The engineers behind the Mega Amp Spherical Tokamak Upgrade (MAST-U), the UK’s national fusion experiment based in UKAEA’s Culham Science Centre in Oxfordshire, have received the Royal Academy of Engineering’s Major Project Award for 2021. MAST-U is a pivotal step towards achieving commercially viable fusion power plants and a future source of clean, safe and plentiful energy. The team were presented with their award at a special celebration in London on 13 July attended by the Academy’s Royal Fellow, HRH The Princess Royal.

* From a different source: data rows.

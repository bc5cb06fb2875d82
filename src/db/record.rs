use crate::core::{Result, Value};
use sqlx::sqlite::SqliteRow;
use sqlx::{Column, Row, TypeInfo, ValueRef};

/// One result row: column names in select order, each with its decoded value.
#[derive(Debug, Clone, Default, PartialEq)]
pub struct Record {
    columns: Vec<(String, Value)>,
}

impl Record {
    pub fn new() -> Self {
        Self::default()
    }

    /// Decode a driver row using the runtime type of every cell.
    pub fn from_row(row: &SqliteRow) -> Result<Self> {
        let mut record = Self::new();
        for (idx, column) in row.columns().iter().enumerate() {
            record.push(column.name(), decode_cell(row, idx)?);
        }
        Ok(record)
    }

    pub fn push(&mut self, name: impl Into<String>, value: Value) {
        self.columns.push((name.into(), value));
    }

    pub fn get(&self, name: &str) -> Option<&Value> {
        self.columns
            .iter()
            .find(|(column, _)| column == name)
            .map(|(_, value)| value)
    }

    pub fn len(&self) -> usize {
        self.columns.len()
    }

    pub fn is_empty(&self) -> bool {
        self.columns.is_empty()
    }

    pub fn iter(&self) -> impl Iterator<Item = (&str, &Value)> {
        self.columns
            .iter()
            .map(|(name, value)| (name.as_str(), value))
    }
}

fn decode_cell(row: &SqliteRow, idx: usize) -> Result<Value> {
    let type_name = {
        let raw = row.try_get_raw(idx)?;
        if raw.is_null() {
            return Ok(Value::Null);
        }
        raw.type_info().name().to_ascii_uppercase()
    };

    let value = match type_name.as_str() {
        "INTEGER" | "BOOLEAN" => Value::Integer(row.try_get_unchecked::<i64, _>(idx)?),
        "REAL" => Value::Float(row.try_get_unchecked::<f64, _>(idx)?),
        "BLOB" => {
            let bytes = row.try_get_unchecked::<Vec<u8>, _>(idx)?;
            Value::Text(String::from_utf8_lossy(&bytes).into_owned())
        }
        _ => Value::Text(row.try_get_unchecked::<String, _>(idx)?),
    };
    Ok(value)
}
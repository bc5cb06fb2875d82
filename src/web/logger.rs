use axum::extract::Request;
use axum::middleware::Next;
use axum::response::Response;
use tracing::info;

/// First stage of the middleware chain: one line per incoming request.
pub async fn log_request(request: Request, next: Next) -> Response {
    info!("Request: {} {}", request.method(), request.uri().path());
    next.run(request).await
}
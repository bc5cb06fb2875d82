use std::sync::Arc;

use anyhow::{Context, Result};
use awesome_blog::{
    blog::{self, AppState, Blog, Comment, User},
    config::AppConfig,
    db::ConnectionPool,
    orm::{EntitySchema, Model},
    web::FileTemplates,
};
use clap::{Parser, Subcommand};
use tracing::{error, info};
use tracing_subscriber::{EnvFilter, layer::SubscriberExt, util::SubscriberInitExt};

#[derive(Parser)]
#[command(name = "awesome-blog")]
#[command(about = "Awesome blog web application")]
struct Cli {
    #[command(flatten)]
    config: AppConfig,

    #[command(subcommand)]
    command: Option<Command>,
}

#[derive(Subcommand)]
enum Command {
    /// Run the HTTP server (default)
    Serve,
    /// Print the table DDL of every model
    Schema,
}

#[tokio::main]
async fn main() -> Result<()> {
    dotenvy::dotenv().ok();
    let cli = Cli::parse();

    match cli.command.unwrap_or(Command::Serve) {
        Command::Schema => print_schema(),
        Command::Serve => {
            init_tracing();
            serve(cli.config).await
        }
    }
}

fn print_schema() -> Result<()> {
    let schemas = [
        EntitySchema::build(User::TABLE, User::fields()),
        EntitySchema::build(Blog::TABLE, Blog::fields()),
        EntitySchema::build(Comment::TABLE, Comment::fields()),
    ];
    for schema in schemas {
        let schema = schema.context("invalid model schema")?;
        println!("{}\n", schema.create_table());
    }
    Ok(())
}

async fn serve(config: AppConfig) -> Result<()> {
    let pool = ConnectionPool::connect(config.pool_config())
        .await
        .with_context(|| format!("failed to connect to {}", config.database_url))?;
    let db = blog::register_models(pool).context("failed to register models")?;
    db.create_tables()
        .await
        .context("failed to initialize blog schema")?;

    let templates = FileTemplates::load(&config.templates_dir).with_context(|| {
        format!(
            "failed to load templates from {}",
            config.templates_dir.display()
        )
    })?;

    let state = AppState::new(db.clone(), Arc::new(templates), config.settings());
    let app = blog::build_router(state).context("invalid route table")?;

    let addr = config.address();
    let listener = tokio::net::TcpListener::bind(&addr)
        .await
        .with_context(|| format!("failed to bind to {addr}"))?;

    info!(address = %addr, "awesome blog started");

    axum::serve(listener, app)
        .with_graceful_shutdown(shutdown_signal())
        .await
        .context("server error")?;

    db.pool().close().await;
    info!("server stopped");
    Ok(())
}

fn init_tracing() {
    tracing_subscriber::registry()
        .with(
            EnvFilter::try_from_default_env()
                .unwrap_or_else(|_| EnvFilter::new("awesome_blog=debug,tower_http=info")),
        )
        .with(tracing_subscriber::fmt::layer())
        .init();
}

async fn shutdown_signal() {
    let ctrl_c = async {
        if let Err(err) = tokio::signal::ctrl_c().await {
            error!(error = %err, "unable to install Ctrl+C signal handler");
        }
    };

    #[cfg(unix)]
    let terminate = async {
        use tokio::signal::unix::{SignalKind, signal};

        match signal(SignalKind::terminate()) {
            Ok(mut signal) => {
                signal.recv().await;
            }
            Err(err) => {
                error!(error = %err, "unable to install SIGTERM handler");
                std::future::pending::<()>().await;
            }
        }
    };

    #[cfg(not(unix))]
    let terminate = std::future::pending::<()>();

    tokio::select! {
        _ = ctrl_c => {},
        _ = terminate => {},
    }
}
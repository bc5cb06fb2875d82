use std::fmt;

/// How a handler wants its arguments sourced from a request.
///
/// Declared once next to the handler and treated as immutable route
/// configuration by the adapter.
///
/// ```
/// use awesome_blog::web::ParameterPlan;
///
/// let plan = ParameterPlan::new()
///     .request()
///     .required("name")
///     .keyword("page");
/// assert!(plan.needs_keywords());
/// assert!(plan.is_required("name"));
/// assert!(!plan.is_required("page"));
/// ```
#[derive(Debug, Clone, Default, PartialEq, Eq)]
pub struct ParameterPlan {
    accepts_request: bool,
    accepts_var_keyword: bool,
    named: Vec<String>,
    required: Vec<String>,
}

impl ParameterPlan {
    pub fn new() -> Self {
        Self::default()
    }

    /// Pass the request context to the handler.
    pub fn request(mut self) -> Self {
        self.accepts_request = true;
        self
    }

    /// Accept every keyword the request carries, not only the named ones.
    pub fn var_keyword(mut self) -> Self {
        self.accepts_var_keyword = true;
        self
    }

    /// Optional named keyword argument.
    pub fn keyword(mut self, name: &str) -> Self {
        self.add_named(name);
        self
    }

    /// Named keyword argument that must be present.
    pub fn required(mut self, name: &str) -> Self {
        self.add_named(name);
        if !self.required.iter().any(|n| n == name) {
            self.required.push(name.to_string());
        }
        self
    }

    fn add_named(&mut self, name: &str) {
        if !self.named.iter().any(|n| n == name) {
            self.named.push(name.to_string());
        }
    }

    pub fn accepts_request(&self) -> bool {
        self.accepts_request
    }

    pub fn accepts_var_keyword(&self) -> bool {
        self.accepts_var_keyword
    }

    /// All named keyword arguments, required ones included, in declaration order.
    pub fn named_keywords(&self) -> &[String] {
        &self.named
    }

    pub fn required_keywords(&self) -> &[String] {
        &self.required
    }

    pub fn is_named(&self, name: &str) -> bool {
        self.named.iter().any(|n| n == name)
    }

    pub fn is_required(&self, name: &str) -> bool {
        self.required.iter().any(|n| n == name)
    }

    /// Whether the body or query string has to be read at all.
    pub fn needs_keywords(&self) -> bool {
        self.accepts_var_keyword || !self.named.is_empty() || !self.required.is_empty()
    }
}

impl fmt::Display for ParameterPlan {
    fn fmt(&self, f: &mut fmt::Formatter<'_>) -> fmt::Result {
        let mut params = Vec::new();
        if self.accepts_request {
            params.push("request".to_string());
        }
        for name in &self.named {
            if self.is_required(name) {
                params.push(name.clone());
            } else {
                params.push(format!("{name}=?"));
            }
        }
        if self.accepts_var_keyword {
            params.push("**kw".to_string());
        }
        write!(f, "{}", params.join(", "))
    }
}
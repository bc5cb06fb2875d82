use std::sync::Arc;

use awesome_blog::{
    blog::{self, AppState, Settings, User, auth::SessionKeys},
    db::ConnectionPool,
    orm::Database,
    web::MemoryTemplates,
};
use axum::{
    body::{Body, to_bytes},
    http::{Method, Request, StatusCode, header},
    response::Response,
};
use http_body_util::BodyExt;
use serde_json::{Value, json};
use tower::ServiceExt;

const PASSWD: &str = "7c4a8d09ca3762af61e59520943dc26494f8941b";

async fn app() -> (axum::Router, Database) {
    let pool = ConnectionPool::in_memory()
        .await
        .expect("in-memory pool should open");
    let db = blog::register_models(pool).expect("models should register");
    db.create_tables().await.expect("tables should be created");

    let templates = MemoryTemplates::new()
        .with("blogs.html", "{{ page.item_count }} blogs|{{ __user__.name }}")
        .with("blog.html", "{{ blog.name }}|{{ blog.html_content }}|{{ comments | json }}")
        .with("signin.html", "<form>signin</form>");
    let settings = Settings {
        session: SessionKeys::new("test-secret", 3600),
        password_cost: 4,
        static_dir: "static".into(),
    };

    let state = AppState::new(db.clone(), Arc::new(templates), settings);
    let router = blog::build_router(state).expect("route table should be valid");
    (router, db)
}

async fn send(app: &axum::Router, request: Request<Body>) -> Response {
    app.clone()
        .oneshot(request)
        .await
        .expect("response expected")
}

async fn body_text(response: Response) -> String {
    let body = response
        .into_body()
        .collect()
        .await
        .expect("response body should be readable")
        .to_bytes();
    String::from_utf8(body.to_vec()).expect("body should be utf-8")
}

async fn body_json(response: Response) -> Value {
    let body = to_bytes(response.into_body(), usize::MAX)
        .await
        .expect("response body should be readable");
    serde_json::from_slice(&body).expect("body should be valid JSON")
}

fn post_json(uri: &str, payload: Value, cookie: Option<&str>) -> Request<Body> {
    let mut builder = Request::builder()
        .method(Method::POST)
        .uri(uri)
        .header(header::CONTENT_TYPE, "application/json");
    if let Some(cookie) = cookie {
        builder = builder.header(header::COOKIE, cookie);
    }
    builder
        .body(Body::from(payload.to_string()))
        .expect("request should build")
}
//! Configuration for evaluation runs

use std::collections::HashMap;
use std::path::{Path, PathBuf};

use figment::Figment;
use figment::providers::{Env, Format, Serialized, Toml};
use serde::{Deserialize, Serialize};

use crate::error::{LmFlowError, Result};

/// Default configuration file, looked up in the working directory
pub const CONFIG_FILE: &str = "lmflow.toml";

/// Environment variable naming an alternative configuration file
pub const CONFIG_PATH_ENV: &str = "LMFLOW_CONFIG_PATH";

/// Serialization format of the run log
#[derive(Debug, Clone, Copy, Default, PartialEq, Eq, Serialize, Deserialize)]
#[serde(rename_all = "lowercase")]
pub enum OutputFormat {
    #[default]
    Yaml,
    Json,
}

impl OutputFormat {
    pub fn extension(self) -> &'static str {
        match self {
            OutputFormat::Yaml => "yaml",
            OutputFormat::Json => "json",
        }
    }
}

/// Main configuration for an evaluation run
#[derive(Debug, Clone, PartialEq, Serialize, Deserialize)]
#[serde(default)]
pub struct EvalConfig {
    /// Root folder of fixture files
    pub input_folder: PathBuf,

    /// Folder receiving run logs
    pub output_folder: PathBuf,

    /// Maximum number of fixtures evaluated at once
    pub concurrency: usize,

    /// Maximum number of fixture files read at once (defaults to `concurrency`)
    #[serde(skip_serializing_if = "Option::is_none")]
    pub load_concurrency: Option<usize>,

    /// Model-definition file
    pub models_file: PathBuf,

    /// Tag expression selecting fixtures
    #[serde(skip_serializing_if = "Option::is_none")]
    pub filter: Option<String>,

    /// Report the run-log path without writing it
    pub dry_run: bool,

    pub format: OutputFormat,

    /// Run-log file name (defaults to the run id)
    #[serde(skip_serializing_if = "Option::is_none")]
    pub log_file: Option<String>,

    /// Fail the run on the first failing fixture instead of logging failures
    pub fail_fast: bool,

    /// Per-stage model overrides, stage name to model name
    pub stage_models: HashMap<String, String>,
}

impl Default for EvalConfig {
    fn default() -> Self {
        Self {
            input_folder: PathBuf::from("./data/cases"),
            output_folder: PathBuf::from("./data/runs"),
            concurrency: 4,
            load_concurrency: None,
            models_file: PathBuf::from("./data/models.yaml"),
            filter: None,
            dry_run: false,
            format: OutputFormat::Yaml,
            log_file: None,
            fail_fast: true,
            stage_models: HashMap::new(),
        }
    }
}

impl EvalConfig {
    /// Layered configuration sources.
    ///
    /// Loads in this order:
    /// 1. Default configuration
    /// 2. `lmflow.toml`, then `config_path` or the file named by `LMFLOW_CONFIG_PATH`
    /// 3. `LMFLOW_*` environment variables
    ///
    /// Callers may merge further providers (e.g. command-line flags) before
    /// extracting with [`EvalConfig::from_figment`].
    pub fn figment(config_path: Option<&Path>) -> Figment {
        let mut figment = Figment::from(Serialized::defaults(EvalConfig::default()))
            .merge(Toml::file(CONFIG_FILE));

        match config_path {
            Some(path) => figment = figment.merge(Toml::file(path)),
            None => {
                if let Ok(path) = std::env::var(CONFIG_PATH_ENV) {
                    figment = figment.merge(Toml::file(path));
                }
            }
        }

        figment.merge(Env::prefixed("LMFLOW_").ignore(&["CONFIG_PATH"]))
    }

    /// Load configuration from file and environment variables.
    ///
    /// # Errors
    ///
    /// Returns an error if a configuration source is invalid or the result
    /// fails validation.
    pub fn load() -> Result<Self> {
        Self::from_figment(Self::figment(None))
    }

    /// Load configuration from a specific file path, without environment
    /// overrides.
    pub fn from_file(path: impl AsRef<Path>) -> Result<Self> {
        Self::from_figment(
            Figment::from(Serialized::defaults(EvalConfig::default()))
                .merge(Toml::file(path.as_ref())),
        )
    }

    pub fn from_figment(figment: Figment) -> Result<Self> {
        let config: EvalConfig = figment.extract().map_err(|e| {
            LmFlowError::Configuration(format!("Failed to load configuration: {}", e))
        })?;

        config.validate()?;
        Ok(config)
    }

    /// Fixture-loading pool size
    pub fn load_concurrency(&self) -> usize {
        self.load_concurrency.unwrap_or(self.concurrency)
    }

    /// Validate the configuration.
    ///
    /// # Errors
    ///
    /// Returns an error if a concurrency bound is zero.
    pub fn validate(&self) -> Result<()> {
        if self.concurrency == 0 {
            return Err(LmFlowError::Configuration(
                "concurrency must be at least 1".to_string(),
            ));
        }
        if self.load_concurrency == Some(0) {
            return Err(LmFlowError::Configuration(
                "load_concurrency must be at least 1".to_string(),
            ));
        }
        Ok(())
    }
}
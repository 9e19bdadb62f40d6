//! Run log: the persisted record of one evaluation run

use chrono::{DateTime, Utc};
use serde::{Deserialize, Serialize};
use uuid::Uuid;

use super::trace::TraceNode;

/// Who ran what, where and when
#[derive(Debug, Clone, PartialEq, Serialize, Deserialize)]
pub struct RunIdentity {
    pub run_id: Uuid,
    /// Invoking command line
    pub cmd: String,
    pub cwd: String,
    pub timestamp: DateTime<Utc>,
    pub user: String,
}

impl RunIdentity {
    /// Identity of the current process
    pub fn current() -> Self {
        let cmd = std::env::args().collect::<Vec<_>>().join(" ");
        let cwd = std::env::current_dir()
            .map(|dir| dir.display().to_string())
            .unwrap_or_default();
        let user = std::env::var("USER")
            .or_else(|_| std::env::var("USERNAME"))
            .unwrap_or_else(|_| "unknown".to_string());

        Self {
            run_id: Uuid::new_v4(),
            cmd,
            cwd,
            timestamp: Utc::now(),
            user,
        }
    }
}

/// Trace of one successfully evaluated fixture
#[derive(Debug, Clone, PartialEq, Serialize, Deserialize)]
pub struct CaseLog {
    pub fixture_id: String,
    pub content_hash: String,
    pub trace: TraceNode,
}

/// A fixture whose evaluation failed, recorded when the run keeps going
#[derive(Debug, Clone, PartialEq, Serialize, Deserialize)]
pub struct FailureLog {
    pub fixture_id: String,
    pub content_hash: String,
    pub error: String,
}

#[derive(Debug, Clone, PartialEq, Serialize, Deserialize)]
pub struct RunLog {
    #[serde(flatten)]
    pub identity: RunIdentity,

    /// Resolved model specifications
    pub models: Vec<serde_json::Value>,

    pub cases: Vec<CaseLog>,

    #[serde(default, skip_serializing_if = "Vec::is_empty")]
    pub failures: Vec<FailureLog>,
}

impl RunLog {
    pub fn run_id(&self) -> Uuid {
        self.identity.run_id
    }

    pub fn is_success(&self) -> bool {
        self.failures.is_empty()
    }

    pub fn case(&self, fixture_id: &str) -> Option<&CaseLog> {
        self.cases.iter().find(|case| case.fixture_id == fixture_id)
    }
}

#[cfg(test)]
mod tests {
    use super::*;
    use crate::llm::Conversation;
    use serde_json::json;

    fn log() -> RunLog {
        RunLog {
            identity: RunIdentity::current(),
            models: vec![json!({"type": "mock", "name": "m"})],
            cases: vec![CaseLog {
                fixture_id: "a/b".to_string(),
                content_hash: "00ff".to_string(),
                trace: TraceNode::Atomic {
                    name: "s".to_string(),
                    model: "m".to_string(),
                    input: json!("x"),
                    prompt: Conversation::user("x"),
                    completion: "y".to_string(),
                    output: json!("y"),
                    expected: None,
                    judgment: None,
                },
            }],
            failures: vec![],
        }
    }

    #[test]
    fn test_identity_fields_flattened() {
        let value = serde_json::to_value(log()).unwrap();
        assert!(value.get("run_id").is_some());
        assert!(value.get("timestamp").is_some());
        assert!(value.get("user").is_some());
        assert!(value.get("failures").is_none());
    }

    #[test]
    fn test_json_round_trip() {
        let original = log();
        let text = serde_json::to_string_pretty(&original).unwrap();
        let parsed: RunLog = serde_json::from_str(&text).unwrap();
        assert_eq!(parsed, original);
        assert!(parsed.case("a/b").is_some());
        assert!(parsed.is_success());
    }
}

Exterior view of the MAST Upgrade machine Copyright EUROfusion

MAST Upgrade’s compact fusion design, the ‘spherical tokamak’, has the potential to provide a cheaper, more efficient means of providing fusion energy than is possible in larger devices. However, a big engineering challenge in getting the more compact machines on the electricity grid is how to sustain a fuel ten times hotter than the Sun in a smaller volume without damaging the machine itself. The team at Culham led the design and production of a complex and technically challenging exhaust system, called the Super-X divertor, on MAST Upgrade. This reduces the heat of the exhaust material by a factor of ten and channels it out of the machine at temperatures low enough for the machine’s components to withstand, improving the operational life and economic viability of a future fusion power plant.

The MAST-U leadership team reflect the breadth of engineering capability working on this complex project, from high-voltage power and complex and precise mechanical assembly to control and instrumentation, underpinned by transformative, ambitious science.

The recipients of the Major Project Award are: Dr Andrew Kirk, Director of Tokamak Science; Dr Joe Milnes, MAST-U Construction Project Leader; Nanna Heiberg, MAST-U Operations Department Manager; Dr Richard Martin, MAST-U Operations Manager; Dr Paul Stevenson, Electrical Engineering Department Manager.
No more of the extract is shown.